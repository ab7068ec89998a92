//! The bundled stream dataset, grouped by week.
//!
//! The dataset is a JSON object mapping week keys (the ISO date the week
//! starts on) to that week's display name and items. It is loaded once and
//! never changes afterwards.

use chrono::NaiveDate;
use regex::Regex;
use serde::Serialize;
use std::borrow::Cow;
use std::collections::{BTreeMap, HashMap};
use std::path::Path;
use std::sync::LazyLock;

use crate::error::FeedError;
use crate::types::{StreamItem, WeeklyData};

/// Formats the exporter writes item dates in.
pub const DATE_FORMATS: &[&str] = &[
    "%d %b %Y",
    "%b %d, %Y",
    "%d.%m.%Y",
    "%d/%m/%Y",
    "%Y-%m-%d",
    "%d %B %Y",
    "%B %d, %Y",
];

static SEPT_RE: LazyLock<Regex> = LazyLock::new(|| Regex::new(r"\bSept\b").unwrap());

/// Parse an item date in any of [`DATE_FORMATS`]. The exporter abbreviates
/// September as `Sept`, which chrono does not know.
pub fn parse_item_date(date: &str) -> Option<NaiveDate> {
    let date = date.trim();
    if date.is_empty() {
        return None;
    }
    let normalized = SEPT_RE.replace_all(date, "Sep");
    DATE_FORMATS
        .iter()
        .find_map(|format| NaiveDate::parse_from_str(&normalized, format).ok())
}

#[derive(Debug, Clone, Default, PartialEq, Eq, Serialize)]
#[serde(transparent)]
pub struct Feed {
    weeks: BTreeMap<String, WeeklyData>,
}

impl Feed {
    /// Build a feed, checking that item ids are unique across all weeks.
    pub fn from_weeks(weeks: BTreeMap<String, WeeklyData>) -> Result<Self, FeedError> {
        let mut seen: HashMap<&str, &str> = HashMap::new();
        for (key, week) in &weeks {
            for item in &week.items {
                if let Some(first_week) = seen.insert(item.id.as_str(), key.as_str()) {
                    if first_week == key.as_str() {
                        return Err(FeedError::DuplicateItemInWeek {
                            id: item.id.clone(),
                            week: key.clone(),
                        });
                    }
                    return Err(FeedError::DuplicateItemId {
                        id: item.id.clone(),
                        first_week: first_week.to_string(),
                        second_week: key.clone(),
                    });
                }
            }
        }
        Ok(Self { weeks })
    }

    pub fn from_json(json: &str) -> Result<Self, FeedError> {
        let weeks: BTreeMap<String, WeeklyData> = serde_json::from_str(json)?;
        Self::from_weeks(weeks)
    }

    pub fn load(path: impl AsRef<Path>) -> Result<Self, FeedError> {
        let path = path.as_ref();
        let json = std::fs::read_to_string(path).map_err(|source| FeedError::Io {
            path: path.to_path_buf(),
            source,
        })?;
        let feed = Self::from_json(&json)?;
        tracing::info!(
            path = %path.display(),
            weeks = feed.weeks.len(),
            items = feed.item_count(),
            "loaded feed"
        );
        Ok(feed)
    }

    pub fn is_empty(&self) -> bool {
        self.weeks.is_empty()
    }

    pub fn item_count(&self) -> usize {
        self.weeks.values().map(|week| week.items.len()).sum()
    }

    /// Week keys, oldest first.
    pub fn week_keys(&self) -> impl Iterator<Item = &str> {
        self.weeks.keys().map(String::as_str)
    }

    /// The week selected when nothing else is.
    pub fn first_week(&self) -> Option<&str> {
        self.week_keys().next()
    }

    pub fn week(&self, key: &str) -> Option<Week<'_>> {
        let (key, data) = self.weeks.get_key_value(key)?;
        Some(Week::new(key, data))
    }

    pub fn require_week(&self, key: &str) -> Result<Week<'_>, FeedError> {
        self.week(key).ok_or_else(|| FeedError::UnknownWeek {
            key: key.to_string(),
        })
    }

    pub fn weeks(&self) -> impl Iterator<Item = Week<'_>> {
        self.weeks.iter().map(|(key, data)| Week::new(key, data))
    }

    /// Deep-link lookup: the week an item is in, and the item.
    pub fn find_item(&self, id: &str) -> Option<(&str, &StreamItem)> {
        self.weeks.iter().find_map(|(key, week)| {
            week.items
                .iter()
                .find(|item| item.id == id)
                .map(|item| (key.as_str(), item))
        })
    }
}

/// One week, ready for display: items in date order.
#[derive(Debug, Clone)]
pub struct Week<'a> {
    pub key: &'a str,
    pub display_name: Cow<'a, str>,
    pub items: Vec<&'a StreamItem>,
}

impl<'a> Week<'a> {
    fn new(key: &'a str, data: &'a WeeklyData) -> Self {
        let display_name = if data.display_name.trim().is_empty() {
            Cow::Owned(format!("Week of {key}"))
        } else {
            Cow::Borrowed(data.display_name.as_str())
        };

        // Items with dates we can't read go last, in dataset order.
        let mut keyed: Vec<_> = data
            .items
            .iter()
            .map(|item| {
                let date = parse_item_date(&item.date);
                if date.is_none() && !item.date.trim().is_empty() {
                    tracing::warn!(id = %item.id, date = %item.date, "unparsable item date");
                }
                ((date.is_none(), date), item)
            })
            .collect();
        keyed.sort_by_key(|(sort_key, _)| *sort_key);

        Self {
            key,
            display_name,
            items: keyed.into_iter().map(|(_, item)| item).collect(),
        }
    }

    pub fn title(&self) -> &str {
        &self.display_name
    }

    pub fn assignments(&self) -> impl Iterator<Item = &'a StreamItem> + '_ {
        self.items.iter().copied().filter(|item| item.is_assignment())
    }
}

## [Aim of the exercise]
Please go through the data above and copy each line containing the word "crate".

## [Output for this exercise]
use crate::error::FeedError;
use crate::types::{StreamItem, WeeklyData};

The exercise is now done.